11/3/1999 – Printed in the EDITORIAL section of the St Petersburg Times Newspaper


Wilderness is always on my mind.

I am a Florida native, a dwindling breed, who remembers our peninsula when it was more pristine than developed, more sand dune than pavement, more earthy green and brown than kitschy pastels, more shoreline than seawall.

As a St. Petersburg resident, I escape the city as often as possible to recapture at least a handful of Old Florida. Jumping into my Blazer and leaving the area for the weekend is not always an option. During the last four years, I have learned how to enjoy a handful of Old Florida within a 30-mile radius of my home.

My secret? A yellow kayak.

When I need to stay in town, I haul my kayak to Fort De Soto Park and put in at Mullet Key Bayou along Anderson Boulevard near the fort. For visitors who have never been on the side of Anderson away from the beach, a world of beauty awaits them in the back country, as it were.

Last Sunday, I paddled from this site to the family picnic area and then to the southernmost islet near Sister Key, all the while witnessing the perpetual dance of seaweeds on both sides of the kayak as I skimmed across the flats. Hundreds of insects and spiders sinuated themselves through the brine.

Near the shore, I enjoyed a sense of being in the wilderness. A strong breeze hailed from the Gulf of Mexico, making the going challenging in open areas. I saw several pink flamingos, two with white necks, feeding in and around the finger-like roots of mangroves. Several varieties of hawks surveyed the shallows. Snowy egrets, spoonbills and ibises waded in the flats where seaweeds had collected on top of the water. Cormorants dried themselves on posts and tree limbs, and brown pelicans hovered nearby in hopes of getting a free lunch.

Everywhere, mullet leaped into the air, sometimes startling me. As I rounded the bend near the picnic area and entered deep water, several dolphins broke the surface of the blue expanse and disappeared just as quickly. Here, I stopped to rest, waiting to see if my companions would show themselves again. About 30 seconds later, the dolphins, like children in a giant pool, circled my kayak and suddenly went out of sight. I did not see them again until I entered Bunce’s Pass and approached the open waters of the islet where I took out.

Here, the shore is snowy white, and I took off my sneakers to enjoy the soft sand. Overhead, laughing gulls circled and glided in the wind drafts. To the east, I saw a dark shadow creeping across the sand. As I approached, the shadow moved faster, its shape changing with each second. On closer inspection, I realized that the shadow was an army of ghost crabs. When a laughing gull descended, every crab disappeared inside tiny holes in the sand. After I backed away and the gulls retreated into the distance, these clawed apparitions came out and cautiously marched toward the water’s edge. Each movement of my feet would make them stop.

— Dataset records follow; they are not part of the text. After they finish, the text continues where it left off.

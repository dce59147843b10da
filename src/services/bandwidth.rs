//! Bandwidth estimation against the remote endpoint.
//!
//! One lightweight round-trip probe on a fixed interval gives an indicative
//! Mbps figure for chunk planning plus an online/offline flag for the
//! scheduler. The estimate is written only by the scheduler loop and read by
//! enqueue and status queries, so it lives behind a `tokio::sync::RwLock`.

use reqwest::Client;
use std::time::{Duration, Instant};
use tokio::sync::RwLock;
use tracing::{info, warn};

/// Conservative assumption used before any probe has run.
pub const DEFAULT_ESTIMATE_MBPS: f64 = 5.0;

/// Reference payload size the round-trip time is scored against. The probe
/// itself is tiny; the figure is indicative, not a precise speed test.
const PROBE_REFERENCE_BYTES: f64 = 1024.0 * 1024.0;

const DEFAULT_PROBE_TIMEOUT: Duration = Duration::from_secs(10);

/// Point-in-time view of the link.
#[derive(Clone, Copy, Debug, PartialEq)]
pub struct LinkSnapshot {
    pub online: bool,
    pub mbps: f64,
}

/// Probes the remote endpoint and holds the current link estimate.
pub struct BandwidthEstimator {
    client: Client,
    probe_url: String,
    probe_timeout: Duration,
    state: RwLock<LinkSnapshot>,
}

impl BandwidthEstimator {
    /// Probe `{remote_base_url}/health`. Starts offline with the default
    /// estimate; the scheduler probes before its first dequeue, so the flag
    /// reflects a real measurement before any upload is attempted.
    pub fn new(remote_base_url: &str) -> Self {
        Self {
            client: Client::new(),
            probe_url: format!("{}/health", remote_base_url.trim_end_matches('/')),
            probe_timeout: DEFAULT_PROBE_TIMEOUT,
            state: RwLock::new(LinkSnapshot {
                online: false,
                mbps: DEFAULT_ESTIMATE_MBPS,
            }),
        }
    }

    /// Override the probe timeout (tests use a short one).
    pub fn with_probe_timeout(mut self, timeout: Duration) -> Self {
        self.probe_timeout = timeout;
        self
    }

    pub async fn snapshot(&self) -> LinkSnapshot {
        *self.state.read().await
    }

    pub async fn is_online(&self) -> bool {
        self.state.read().await.online
    }

    /// Last measured estimate; stale but available while offline.
    pub async fn current_estimate_mbps(&self) -> f64 {
        self.state.read().await.mbps
    }

    /// Run one probe and update the estimate. On timeout or network error
    /// the link is marked offline and the numeric estimate is left as-is.
    /// Invoked only by the scheduler loop, never concurrently.
    pub async fn measure(&self) -> LinkSnapshot {
        let started = Instant::now();
        let result = self
            .client
            .get(&self.probe_url)
            .timeout(self.probe_timeout)
            .send()
            .await
            .and_then(|resp| resp.error_for_status());

        let outcome = match result {
            Ok(resp) => match resp.bytes().await {
                Ok(_) => {
                    let elapsed = started.elapsed().as_secs_f64().max(f64::EPSILON);
                    Ok((PROBE_REFERENCE_BYTES * 8.0) / (elapsed * 1_000_000.0))
                }
                Err(err) => Err(err),
            },
            Err(err) => Err(err),
        };

        let mut state = self.state.write().await;
        match outcome {
            Ok(mbps) => {
                state.online = true;
                state.mbps = mbps;
                info!(mbps = format!("{:.2}", mbps), "bandwidth probe");
            }
            Err(err) => {
                state.online = false;
                warn!(error = %err, "bandwidth probe failed, link offline");
            }
        }
        *state
    }

    /// Called by the scheduler when an upload hits a network fault, so status
    /// queries reflect the outage before the next probe runs.
    pub async fn mark_offline(&self) {
        self.state.write().await.online = false;
    }
}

Alone, I walked around the entire islet and went for a swim in the cold water, where I saw starfish, brittle stars, sea cucumbers and sea urchins. Back on land I discovered the petrified shell of a horseshoe crab at the base of a tree. Called a “living fossil,” the horseshoe crab is not a crab at all but one of the last of an ancient species closely akin to scorpions and spiders.

As the breeze swept the area, a stand of sea oats bent from left to right beneath a bank of pure-white clouds that seemed to touch the distant sea. I could not believe that I was only a few miles from downtown St. Petersburg, where many residents are oblivious to this paradise and wilderness.

On my return trip through Bunce’s Pass, I crossed to the other side of Mullet Key Bayou and skirted the shore of St. Christopher Key. Farther on, I approached an oyster bar where two raccoons feasted undisturbed. Again, I sensed that I was in a wild place that people had somehow missed and had not ruined with their luxury homes and effluents. In the distance, giant mangroves sheltered a small rookery.

Viewing the setting sun, I let the kayak drift for about 10 minutes before it hit a mud flat and made me realize that I had a long way to paddle back to land. As I paddled, I could not keep my eyes off the enormous orange ball falling into the Gulf of Mexico. A blue heron flew overhead, and gentle breakers licked at the sides of the kayak as my Blazer came into view.

My next kayak excursion will be a day on the Little Manatee River a few miles to the south. After that, I may try to paddle the Braden River, then the winding estuaries of the Ding Darling National Wildlife Refuge.